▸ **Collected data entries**
•••••

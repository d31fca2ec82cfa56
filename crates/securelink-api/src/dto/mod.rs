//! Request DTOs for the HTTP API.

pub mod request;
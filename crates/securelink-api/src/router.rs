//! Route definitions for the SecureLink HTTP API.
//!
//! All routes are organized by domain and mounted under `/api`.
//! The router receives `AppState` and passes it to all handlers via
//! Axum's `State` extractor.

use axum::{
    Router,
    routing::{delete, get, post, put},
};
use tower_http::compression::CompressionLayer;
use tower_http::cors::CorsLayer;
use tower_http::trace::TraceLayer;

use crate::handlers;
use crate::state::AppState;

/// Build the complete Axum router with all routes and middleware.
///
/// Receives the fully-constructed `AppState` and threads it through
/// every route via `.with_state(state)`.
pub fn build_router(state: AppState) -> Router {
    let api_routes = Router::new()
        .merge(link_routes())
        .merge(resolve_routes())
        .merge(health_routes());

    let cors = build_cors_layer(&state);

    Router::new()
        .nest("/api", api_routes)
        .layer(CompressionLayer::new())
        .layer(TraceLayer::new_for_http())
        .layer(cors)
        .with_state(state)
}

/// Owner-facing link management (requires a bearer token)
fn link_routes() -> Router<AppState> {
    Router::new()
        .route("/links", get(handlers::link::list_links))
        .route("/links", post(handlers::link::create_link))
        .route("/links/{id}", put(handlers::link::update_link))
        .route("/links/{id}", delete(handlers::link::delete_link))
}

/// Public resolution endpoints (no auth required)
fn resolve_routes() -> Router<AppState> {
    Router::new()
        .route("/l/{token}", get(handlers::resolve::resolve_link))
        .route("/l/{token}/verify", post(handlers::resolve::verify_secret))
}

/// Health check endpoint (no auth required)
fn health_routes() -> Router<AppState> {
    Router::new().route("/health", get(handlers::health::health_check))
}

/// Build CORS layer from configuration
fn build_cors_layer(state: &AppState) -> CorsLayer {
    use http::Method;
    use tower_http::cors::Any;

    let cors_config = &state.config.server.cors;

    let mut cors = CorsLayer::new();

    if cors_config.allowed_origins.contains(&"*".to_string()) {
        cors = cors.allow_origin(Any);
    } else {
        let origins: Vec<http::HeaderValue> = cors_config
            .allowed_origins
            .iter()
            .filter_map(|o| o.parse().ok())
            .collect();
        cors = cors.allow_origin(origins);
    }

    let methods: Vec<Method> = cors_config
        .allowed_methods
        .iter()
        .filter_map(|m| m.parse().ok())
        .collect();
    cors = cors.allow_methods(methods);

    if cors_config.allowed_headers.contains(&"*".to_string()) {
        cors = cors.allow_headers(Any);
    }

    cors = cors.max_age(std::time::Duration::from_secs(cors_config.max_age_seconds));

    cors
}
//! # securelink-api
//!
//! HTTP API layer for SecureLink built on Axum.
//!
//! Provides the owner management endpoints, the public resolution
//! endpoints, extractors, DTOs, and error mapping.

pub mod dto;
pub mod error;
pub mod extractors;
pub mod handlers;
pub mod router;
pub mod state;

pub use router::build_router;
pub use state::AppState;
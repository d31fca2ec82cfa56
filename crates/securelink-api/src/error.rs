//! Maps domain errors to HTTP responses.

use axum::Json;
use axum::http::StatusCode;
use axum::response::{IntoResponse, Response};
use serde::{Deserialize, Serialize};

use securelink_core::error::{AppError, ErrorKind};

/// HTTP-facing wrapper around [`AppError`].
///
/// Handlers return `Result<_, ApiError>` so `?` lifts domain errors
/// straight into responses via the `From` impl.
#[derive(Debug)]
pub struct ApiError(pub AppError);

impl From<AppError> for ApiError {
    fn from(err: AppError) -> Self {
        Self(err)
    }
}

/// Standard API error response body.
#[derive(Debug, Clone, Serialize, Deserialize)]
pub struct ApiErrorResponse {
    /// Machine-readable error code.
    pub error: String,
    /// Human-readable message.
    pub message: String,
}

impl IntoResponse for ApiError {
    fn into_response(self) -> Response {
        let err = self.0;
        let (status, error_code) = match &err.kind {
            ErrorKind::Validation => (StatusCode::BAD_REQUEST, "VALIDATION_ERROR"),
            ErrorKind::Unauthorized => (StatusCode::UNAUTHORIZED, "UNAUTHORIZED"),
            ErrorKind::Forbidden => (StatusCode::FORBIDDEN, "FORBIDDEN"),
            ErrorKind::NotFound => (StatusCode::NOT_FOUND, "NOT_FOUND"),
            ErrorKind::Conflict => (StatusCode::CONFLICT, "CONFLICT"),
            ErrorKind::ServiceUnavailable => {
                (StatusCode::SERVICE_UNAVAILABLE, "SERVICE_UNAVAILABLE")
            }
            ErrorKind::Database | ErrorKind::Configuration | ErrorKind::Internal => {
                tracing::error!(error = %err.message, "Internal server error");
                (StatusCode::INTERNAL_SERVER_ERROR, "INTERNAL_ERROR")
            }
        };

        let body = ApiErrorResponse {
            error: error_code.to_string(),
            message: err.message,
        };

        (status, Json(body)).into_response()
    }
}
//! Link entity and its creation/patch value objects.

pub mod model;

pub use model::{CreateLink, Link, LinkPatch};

•••••

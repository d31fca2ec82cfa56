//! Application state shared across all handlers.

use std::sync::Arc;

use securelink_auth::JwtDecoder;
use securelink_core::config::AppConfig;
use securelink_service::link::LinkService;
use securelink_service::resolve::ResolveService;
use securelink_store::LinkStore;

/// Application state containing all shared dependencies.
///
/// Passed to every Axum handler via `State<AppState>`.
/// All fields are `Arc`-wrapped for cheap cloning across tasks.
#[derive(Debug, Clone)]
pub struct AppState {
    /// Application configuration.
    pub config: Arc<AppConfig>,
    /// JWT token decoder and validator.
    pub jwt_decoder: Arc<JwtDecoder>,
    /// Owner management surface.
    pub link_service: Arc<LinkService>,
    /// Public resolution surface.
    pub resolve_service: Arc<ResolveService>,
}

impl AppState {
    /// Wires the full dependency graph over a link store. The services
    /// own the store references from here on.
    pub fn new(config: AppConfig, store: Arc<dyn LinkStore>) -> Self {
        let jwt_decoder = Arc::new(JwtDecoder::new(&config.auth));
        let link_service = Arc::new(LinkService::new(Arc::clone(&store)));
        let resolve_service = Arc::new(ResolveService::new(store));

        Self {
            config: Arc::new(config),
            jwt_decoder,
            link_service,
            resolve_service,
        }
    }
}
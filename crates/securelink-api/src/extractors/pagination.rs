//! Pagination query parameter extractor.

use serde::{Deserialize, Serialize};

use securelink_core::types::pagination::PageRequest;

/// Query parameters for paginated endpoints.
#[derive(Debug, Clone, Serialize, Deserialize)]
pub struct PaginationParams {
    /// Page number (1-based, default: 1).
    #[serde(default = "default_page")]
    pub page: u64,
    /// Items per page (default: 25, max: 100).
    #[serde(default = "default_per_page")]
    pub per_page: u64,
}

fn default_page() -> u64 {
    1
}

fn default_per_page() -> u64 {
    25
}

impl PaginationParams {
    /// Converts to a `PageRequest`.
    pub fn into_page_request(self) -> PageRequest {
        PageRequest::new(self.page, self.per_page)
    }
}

•••••

▸ **EXERCISE AIM**
Your answer should consist only of the lines above between the line holding "use securelink_service::link::LinkService;" and the line holding "pub fn into_page_request(self)", inclusive, each transcribed exactly.

▸ **EXERCISE OUTPUT**
use securelink_service::link::LinkService;
use securelink_service::resolve::ResolveService;
use securelink_store::LinkStore;

/// Application state containing all shared dependencies.
///
/// Passed to every Axum handler via `State<AppState>`.
/// All fields are `Arc`-wrapped for cheap cloning across tasks.
#[derive(Debug, Clone)]
pub struct AppState {
    /// Application configuration.
    pub config: Arc<AppConfig>,
    /// JWT token decoder and validator.
    pub jwt_decoder: Arc<JwtDecoder>,
    /// Owner management surface.
    pub link_service: Arc<LinkService>,
    /// Public resolution surface.
    pub resolve_service: Arc<ResolveService>,
}

impl AppState {
    /// Wires the full dependency graph over a link store. The services
    /// own the store references from here on.
    pub fn new(config: AppConfig, store: Arc<dyn LinkStore>) -> Self {
        let jwt_decoder = Arc::new(JwtDecoder::new(&config.auth));
        let link_service = Arc::new(LinkService::new(Arc::clone(&store)));
        let resolve_service = Arc::new(ResolveService::new(store));

        Self {
            config: Arc::new(config),
            jwt_decoder,
            link_service,
            resolve_service,
        }
    }
}
filename crates/securelink-api/src/extractors/pagination.rs
//! Pagination query parameter extractor.

use serde::{Deserialize, Serialize};

use securelink_core::types::pagination::PageRequest;

/// Query parameters for paginated endpoints.
#[derive(Debug, Clone, Serialize, Deserialize)]
pub struct PaginationParams {
    /// Page number (1-based, default: 1).
    #[serde(default = "default_page")]
    pub page: u64,
    /// Items per page (default: 25, max: 100).
    #[serde(default = "default_per_page")]
    pub per_page: u64,
}

fn default_page() -> u64 {
    1
}

fn default_per_page() -> u64 {
    25
}

impl PaginationParams {
    /// Converts to a `PageRequest`.
    pub fn into_page_request(self) -> PageRequest {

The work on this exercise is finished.